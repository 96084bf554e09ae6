//! Custom cursor-trail component.
//!
//! The chain simulation lives in the core crate; this component owns a set
//! of fixed-position DOM nodes and writes transform/opacity from the trail
//! snapshot each frame. While a scroll is in flight only the head of each
//! layer is re-projected (debounced scroll-end restores the rest). The
//! glow target comes from the luminance of whatever the pointer is over,
//! with a hardcoded fallback for unparsable backgrounds.

use crate::dom::{self, EventHandle, Timeout};
use crate::runtime::{EffectRuntime, PointerWiring, RuntimeOptions, SurfaceEffect};
use folio_core::color::{glow_from_luminance, FALLBACK_ACCENT};
use folio_core::constants::SCROLL_DEBOUNCE_MS;
use folio_core::CursorTrail;
use glam::Vec2;
use std::cell::RefCell;
use std::rc::Rc;
use web_sys as web;

const LAYER_STYLES: [(&str, f32); 3] = [
    (
        "radial-gradient(circle, rgba(110,200,255,0.9), rgba(12,40,120,0.08))",
        3.5,
    ),
    (
        "radial-gradient(circle, rgba(150,220,255,0.95), rgba(10,40,100,0.1))",
        2.5,
    ),
    (
        "radial-gradient(circle, rgba(200,240,255,1), rgba(50,110,255,0.16))",
        1.2,
    ),
];

const BALL_GRADIENT: &str =
    "radial-gradient(circle at 28% 28%, #fff 0%, #dff5ff 14%, #3ea2ff 40%, rgba(6,18,60,0.12) 100%)";

/// Dot diameter in px.
const DOT_SIZE: f32 = 10.0;

pub struct CursorTrailComponent {
    _runtime: EffectRuntime,
    _listeners: Vec<EventHandle>,
    root: web::Element,
}

struct TrailEffect {
    trail: Rc<RefCell<CursorTrail>>,
    scroll_debounce: Rc<RefCell<Option<Timeout>>>,
    nodes: Vec<Vec<web::HtmlElement>>,
    ball: web::HtmlElement,
    now_ms: f64,
}

/// Mounts the cursor trail; nodes are created under `document.body`.
pub fn mount() -> Option<CursorTrailComponent> {
    if dom::prefers_reduced_motion() {
        return None;
    }
    let document = dom::document()?;
    let body = document.body()?;
    let win = dom::window()?;

    let start = Vec2::new(
        win.inner_width().ok()?.as_f64().unwrap_or(0.0) as f32 / 2.0,
        win.inner_height().ok()?.as_f64().unwrap_or(0.0) as f32 / 2.0,
    );
    let trail = Rc::new(RefCell::new(CursorTrail::new(start)));

    let root = document.create_element("div").ok()?;
    let _ = root.set_attribute(
        "style",
        "position:fixed;inset:0;pointer-events:none;z-index:999999;overflow:visible;",
    );
    let _ = root.set_attribute("aria-hidden", "true");
    let _ = body.append_child(&root);

    let mut nodes: Vec<Vec<web::HtmlElement>> = Vec::new();
    {
        let counts = {
            let t = trail.borrow();
            (0..t.layer_count()).map(|l| t.layer_len(l)).collect::<Vec<_>>()
        };
        for (layer, count) in counts.into_iter().enumerate() {
            let (gradient, blur) = LAYER_STYLES[layer.min(LAYER_STYLES.len() - 1)];
            let mut layer_nodes = Vec::with_capacity(count);
            for _ in 0..count {
                if let Some(node) = make_node(&document, &root, gradient, blur) {
                    layer_nodes.push(node);
                }
            }
            nodes.push(layer_nodes);
        }
    }

    let ball = make_ball(&document, &root)?;

    let scroll_debounce: Rc<RefCell<Option<Timeout>>> = Rc::new(RefCell::new(None));
    let effect = TrailEffect {
        trail: trail.clone(),
        scroll_debounce: scroll_debounce.clone(),
        nodes,
        ball,
        now_ms: 0.0,
    };

    let runtime = EffectRuntime::launch(
        root.clone(),
        Box::new(effect),
        RuntimeOptions {
            pointer: PointerWiring::Window,
            // A fixed full-viewport layer is always intersecting; skip the
            // observer and keep resize handling off too.
            observe_visibility: false,
            track_resize: false,
        },
    )?;

    // Auxiliary listeners beyond the runtime's pointer wiring.
    let mut listeners = Vec::new();
    {
        let trail = trail.clone();
        let win_t: &web::EventTarget = win.as_ref();
        listeners.push(EventHandle::listen_passive(win_t, "pointerleave", move |_| {
            trail.borrow_mut().pointer_left();
        }));
    }
    {
        let trail = trail.clone();
        let debounce = scroll_debounce;
        let win_t: &web::EventTarget = win.as_ref();
        listeners.push(EventHandle::listen_passive(win_t, "scroll", move |_| {
            trail.borrow_mut().set_scrolling(true);
            let trail_end = trail.clone();
            // Replacing the slot clears any pending timer first.
            *debounce.borrow_mut() = Timeout::new(SCROLL_DEBOUNCE_MS, move || {
                trail_end.borrow_mut().set_scrolling(false);
            });
        }));
    }

    Some(CursorTrailComponent {
        _runtime: runtime,
        _listeners: listeners,
        root,
    })
}

impl Drop for CursorTrailComponent {
    fn drop(&mut self) {
        self.root.remove();
    }
}

fn make_node(
    document: &web::Document,
    root: &web::Element,
    gradient: &str,
    blur: f32,
) -> Option<web::HtmlElement> {
    use wasm_bindgen::JsCast;
    let el: web::HtmlElement = document.create_element("div").ok()?.dyn_into().ok()?;
    let _ = el.set_attribute(
        "style",
        &format!(
            "position:fixed;width:{DOT_SIZE}px;height:{DOT_SIZE}px;border-radius:50%;\
             transform:translate3d(-9999px,-9999px,0);opacity:0;\
             will-change:transform,opacity;pointer-events:none;mix-blend-mode:screen;\
             filter:blur({blur}px);background:{gradient};"
        ),
    );
    let _ = root.append_child(&el);
    Some(el)
}

fn make_ball(document: &web::Document, root: &web::Element) -> Option<web::HtmlElement> {
    use wasm_bindgen::JsCast;
    let el: web::HtmlElement = document.create_element("div").ok()?.dyn_into().ok()?;
    let _ = el.set_attribute(
        "style",
        &format!(
            "position:fixed;width:{DOT_SIZE}px;height:{DOT_SIZE}px;border-radius:50%;\
             transform:translate3d(-9999px,-9999px,0);\
             will-change:transform,opacity,box-shadow;pointer-events:none;z-index:1000000;\
             background:{BALL_GRADIENT};\
             box-shadow:0 1px 2px rgba(0,0,0,0.22), 0 0 5px rgba(90,220,255,0.12);"
        ),
    );
    let _ = root.append_child(&el);
    Some(el)
}

impl SurfaceEffect for TrailEffect {
    fn tick(&mut self, _dt_ms: f64, now_ms: f64) {
        self.now_ms = now_ms;
        self.trail.borrow_mut().tick(now_ms);
    }

    fn render(&mut self) {
        let trail = self.trail.borrow();
        for (layer, layer_nodes) in self.nodes.iter().enumerate() {
            let limit = trail.render_limit(layer).min(layer_nodes.len());
            for (i, node) in layer_nodes.iter().enumerate().take(limit) {
                let v = trail.node_view(layer, i);
                let left = v.x - (DOT_SIZE * v.scale) / 2.0;
                let top = v.y - (DOT_SIZE * v.scale) / 2.0;
                let style = node.style();
                let _ = style.set_property(
                    "transform",
                    &format!("translate3d({left}px, {top}px, 0) scale({})", v.scale),
                );
                let _ = style.set_property("opacity", &v.opacity.to_string());
            }
        }

        let dot = trail.dot();
        let glow = trail.glow();
        let style = self.ball.style();
        let left = dot.x - DOT_SIZE / 2.0;
        let top = dot.y - DOT_SIZE / 2.0;
        let _ = style.set_property(
            "transform",
            &format!("translate3d({left}px, {top}px, 0)"),
        );
        let core = 4.0 + glow * 18.0;
        let halo = 10.0 + glow * 36.0;
        let _ = style.set_property(
            "box-shadow",
            &format!(
                "0 1px 2px rgba(0,0,0,0.22), 0 0 {core}px rgba(90,220,255,{}), 0 0 {halo}px rgba(90,220,255,{})",
                0.16 + glow * 0.3,
                0.04 + glow * 0.14
            ),
        );
        let _ = style.set_property("opacity", &trail.dot_opacity(self.now_ms).to_string());
    }

    fn pointer_move(&mut self, pos: Vec2, now_ms: f64) {
        let mut trail = self.trail.borrow_mut();
        trail.pointer_moved(pos, now_ms);
        trail.set_glow_target(glow_under_pointer(pos));
    }
}

/// Luminance-derived glow for the element under the pointer; unparsable or
/// missing backgrounds fall back to the accent default's luminance.
fn glow_under_pointer(pos: Vec2) -> f32 {
    let Some(document) = dom::document() else {
        return 0.0;
    };
    let Some(el) = document.element_from_point(pos.x, pos.y) else {
        return 0.0;
    };
    let rgba = dom::computed_background(&el, FALLBACK_ACCENT);
    glow_from_luminance(rgba.luminance())
}

/// Cancels any pending scroll-end timer on teardown.
impl Drop for TrailEffect {
    fn drop(&mut self) {
        let _ = self.scroll_debounce.borrow_mut().take();
    }
}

— EXERCISE DESCRIPTION —
Above are the records; from them, give again exactly the lines from the one containing "self.root.remove();" through the one containing "transform:translate3d(-9999px,-9999px,0);\", both included.

— RESPONSE AREA —
        self.root.remove();
    }
}

fn make_node(
    document: &web::Document,
    root: &web::Element,
    gradient: &str,
    blur: f32,
) -> Option<web::HtmlElement> {
    use wasm_bindgen::JsCast;
    let el: web::HtmlElement = document.create_element("div").ok()?.dyn_into().ok()?;
    let _ = el.set_attribute(
        "style",
        &format!(
            "position:fixed;width:{DOT_SIZE}px;height:{DOT_SIZE}px;border-radius:50%;\
             transform:translate3d(-9999px,-9999px,0);opacity:0;\
             will-change:transform,opacity;pointer-events:none;mix-blend-mode:screen;\
             filter:blur({blur}px);background:{gradient};"
        ),
    );
    let _ = root.append_child(&el);
    Some(el)
}

fn make_ball(document: &web::Document, root: &web::Element) -> Option<web::HtmlElement> {
    use wasm_bindgen::JsCast;
    let el: web::HtmlElement = document.create_element("div").ok()?.dyn_into().ok()?;
    let _ = el.set_attribute(
        "style",
        &format!(
            "position:fixed;width:{DOT_SIZE}px;height:{DOT_SIZE}px;border-radius:50%;\
             transform:translate3d(-9999px,-9999px,0);\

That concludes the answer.